No one has to mean harm for the harm to accumulate.  

Over time, comparison can distort a caregiver’s vision. It can make her overlook the progress right in front of her because it does not look like the progress she was taught to expect.  

That is why celebrating inchstones is not toxic positivity. 

Toxic positivity denies grief. It rushes past pain. It insists everything is beautiful before anyone has been allowed to say what is hard.  

That is not what small wins do.  

Small wins allow grief and joy to occupy the same room.  

They let a caregiver tell the truth: This is hard. This is not what I expected. This has cost me something. And still, my child is growing. Still, there is connection here. Still, something meaningful happened on that trail.  

Regulation is one of those small wins.  

We often talk about regulation as if it is a basic expectation, a minimum standard for public life. Children should sit still. Walk safely. Wait their turn. Use their words. Keep their bodies calm. Understand the room. Understand the trail. Understand the assignment.  

But regulation is not basic for everyone.  

For some children, regulation is work. Very hard work. Harder work than most can handle, which is why, most look away.  

It is practice. It is discipline. It is repetition, support, trust, failure, recovery, and time.  

And for their caregivers, it is often a full-body role: anticipating sound, preparing transitions, reading the environment, tracking exits, watching hands, noticing shifts in posture, protecting the dignity of the child while managing the expectations of everyone else.  

The world may see a boy in headphones passing a family on a trail and assume nothing happened.  

A mother knows everything happened.  

She knows what did not happen. The elopement that did not happen. The panic that did not take over. The transition that did not collapse. The water that did not pull him away. The bike that did not overwhelm him. The moment that held. Every moment on that hike had my heart and soul vibrating this message to my brain.  

This is the invisible labor beneath the inchstone.  

And this is also why the caregiver’s small wins matter.  

A mother cannot live indefinitely in high alert without tending to her own nervous system. Her own regulation is not selfish. It is part of the structure that helps her child remain safe, connected, and held.  

Sometimes the small win belongs to the child.  

Sometimes it belongs to the caregiver.  

The walk she takes. The podcast she listens to. The breath she remembers before reacting. The text she sends to someone who understands. The moment she notices what went right before comparison steals it. 

These are not luxuries.  

They are part of caregiving.  

A small win can carry a mother for days.  

It can restore her faith in her child’s unfolding. It can remind her that the unseen labor matters. It can give her back a piece of herself that comparison tried to take.  

The sacredness of small wins is not that they are small.  

It is that they ask us to see differently.  

To stop comparing disabled children to timelines that were not built with them in mind. To stop meeting a caregiver’s joy with polite silence. To stop treating regulation as basic compliance when, for some children, it is the work of years.  

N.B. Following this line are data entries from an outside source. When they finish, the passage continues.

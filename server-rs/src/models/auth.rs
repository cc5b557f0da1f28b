use serde::Deserialize;

#[derive(Debug, Deserialize)]
pub struct SignUpRequest {
    pub email: String,
    pub password: String,
    #[serde(rename = "displayName")]
    pub display_name: String,
}

#[derive(Debug, Deserialize)]
pub struct SignInRequest {
    pub email: String,
    pub password: String,
}
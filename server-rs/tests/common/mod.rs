#![allow(dead_code)]

use std::collections::HashSet;
use std::sync::{Arc, Mutex};

use async_trait::async_trait;
use axum::body::Body;
use axum::http::{Method, Request, StatusCode};
use axum::Router;
use chrono::{DateTime, Duration, TimeZone, Utc};
use match_engine::store::{Document, DocumentStore, Query, StoreError, StoreResult, USERS};
use match_engine::{Dispatcher, FixedClock, MemoryStore};
use serde_json::{json, Value};
use tower::ServiceExt;

use padel_mate_api::config::{Config, StoreBackend};
use padel_mate_api::{build_router, AppState};

/// Memory store whose queries can be made to fail per collection.
#[derive(Default)]
pub struct FlakyStore {
    inner: MemoryStore,
    failing_queries: Mutex<HashSet<String>>,
}

impl FlakyStore {
    pub fn fail_queries(&self, collection: &str) {
        self.failing_queries
            .lock()
            .unwrap()
            .insert(collection.to_string());
    }
}

#[async_trait]
impl DocumentStore for FlakyStore {
    async fn create(&self, collection: &str, body: Value) -> StoreResult<String> {
        self.inner.create(collection, body).await
    }

    async fn put(&self, collection: &str, id: &str, body: Value) -> StoreResult<()> {
        self.inner.put(collection, id, body).await
    }

    async fn create_unless_exists(
        &self,
        collection: &str,
        guard: &Query,
        body: Value,
    ) -> StoreResult<Option<String>> {
        self.inner.create_unless_exists(collection, guard, body).await
    }

    async fn get(&self, collection: &str, id: &str) -> StoreResult<Option<Document>> {
        self.inner.get(collection, id).await
    }

    async fn query(&self, collection: &str, query: &Query) -> StoreResult<Vec<Document>> {
        if self.failing_queries.lock().unwrap().contains(collection) {
            return Err(StoreError::Backend(format!("{collection} unavailable")));
        }
        self.inner.query(collection, query).await
    }

    async fn update(&self, collection: &str, id: &str, patch: Value) -> StoreResult<()> {
        self.inner.update(collection, id, patch).await
    }

    async fn update_if_version(
        &self,
        collection: &str,
        id: &str,
        expected_version: i64,
        patch: Value,
    ) -> StoreResult<bool> {
        self.inner
            .update_if_version(collection, id, expected_version, patch)
            .await
    }

    async fn delete(&self, collection: &str, id: &str) -> StoreResult<()> {
        self.inner.delete(collection, id).await
    }
}

pub struct TestApp {
    pub router: Router,
    pub state: AppState,
    pub dispatcher: Dispatcher,
    pub store: Arc<FlakyStore>,
    pub clock: FixedClock,
}

/// 2026-10-19 12:00 UTC.
pub fn start() -> DateTime<Utc> {
    Utc.with_ymd_and_hms(2026, 10, 19, 12, 0, 0).unwrap()
}

pub fn test_config() -> Config {
    let mut config = Config::from_env();
    config.cors_origins = vec!["*".into()];
    config.store.backend = StoreBackend::Memory;
    config.jwt.secret = "integration-test-secret".into();
    config.jwt.access_expiry_secs = 3600;
    config.jwt.bcrypt_cost = 4;
    config.rate_limit.max_requests = 10_000;
    config.rate_limit.write_max = 1_000;
    config.workflow.notify_backoff_ms = 1;
    config
}

pub fn spawn_app() -> TestApp {
    spawn_app_with(test_config())
}

pub fn spawn_app_with(config: Config) -> TestApp {
    let store = Arc::new(FlakyStore::default());
    let clock = FixedClock::new(start());
    let (state, dispatcher) =
        AppState::new(config, store.clone(), None, Arc::new(clock.clone()));
    TestApp {
        router: build_router(state.clone()),
        state,
        dispatcher,
        store,
        clock,
    }
}

impl TestApp {
    pub async fn call(
        &self,
        method: Method,
        uri: &str,
        token: Option<&str>,
        body: Option<Value>,
    ) -> (StatusCode, Value) {
        let mut builder = Request::builder().method(method).uri(uri);
        if let Some(token) = token {
            builder = builder.header("authorization", format!("Bearer {token}"));
        }
        let body = match body {
            Some(v) => {
                builder = builder.header("content-type", "application/json");
                Body::from(serde_json::to_vec(&v).unwrap())
            }
            None => Body::empty(),
        };

        let response = self
            .router
            .clone()
            .oneshot(builder.body(body).unwrap())
            .await
            .unwrap();
        let status = response.status();
        let bytes = axum::body::to_bytes(response.into_body(), usize::MAX)
            .await
            .unwrap();
        let json = if bytes.is_empty() {
            Value::Null
        } else {
            serde_json::from_slice(&bytes).unwrap_or(Value::Null)
        };
        (status, json)
    }

    pub async fn get(&self, uri: &str, token: &str) -> (StatusCode, Value) {
        self.call(Method::GET, uri, Some(token), None).await
    }

    pub async fn post(&self, uri: &str, token: &str, body: Value) -> (StatusCode, Value) {
        self.call(Method::POST, uri, Some(token), Some(body)).await
    }

    /// Signs up a player and returns `(token, user_id)`.
    pub async fn sign_up(&self, name: &str) -> (String, String) {
        let (status, body) = self
            .call(
                Method::POST,
                "/api/v1/auth/signup",
                None,
                Some(json!({
                    "email": format!("{}@example.com", name.to_lowercase()),
                    "password": "padel-pass",
                    "displayName": name,
                })),
            )
            .await;
        assert_eq!(status, StatusCode::CREATED, "{body}");
        (
            body["token"].as_str().unwrap().to_string(),
            body["user"]["id"].as_str().unwrap().to_string(),
        )
    }

    /// Promotes a user to admin directly in the store.
    pub async fn promote(&self, user_id: &str) {
        self.store
            .update(USERS, user_id, json!({ "role": "admin" }))
            .await
            .unwrap();
    }

    /// Creates a match `hours_ahead` from the start instant and returns its id.
    pub async fn create_match(&self, token: &str, players_needed: u32, hours_ahead: i64) -> String {
        let at = start() + Duration::hours(hours_ahead);
        let (status, body) = self
            .post(
                "/api/v1/matches",
                token,
                json!({
                    "date": at.format("%Y-%m-%d").to_string(),
                    "time": at.format("%H:%M").to_string(),
                    "location": "Club Central",
                    "playersNeeded": players_needed,
                    "skillPreference": "intermediate",
                }),
            )
            .await;
        assert_eq!(status, StatusCode::CREATED, "{body}");
        body["match"]["id"].as_str().unwrap().to_string()
    }
}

These moments matter because they restore something the world can easily take from families living with profound autism: the ability to recognize their children clearly.  

Not as behind.  

Not as less.  

Not as almost.  

But as whole.  

And when a boy in headphones passes another family on a trail, stays near his mother, and  keeps walking safely through the world, you do not need the world to clap.  

You need it to understand that this, too, is progress.  

You just need the world to understand that some of the most meaningful progress in a life is happening in moments small enough to be missed by everyone except the people who fought for them.  

What matters is not whether anyone else notices.  

What matters is that his parent does.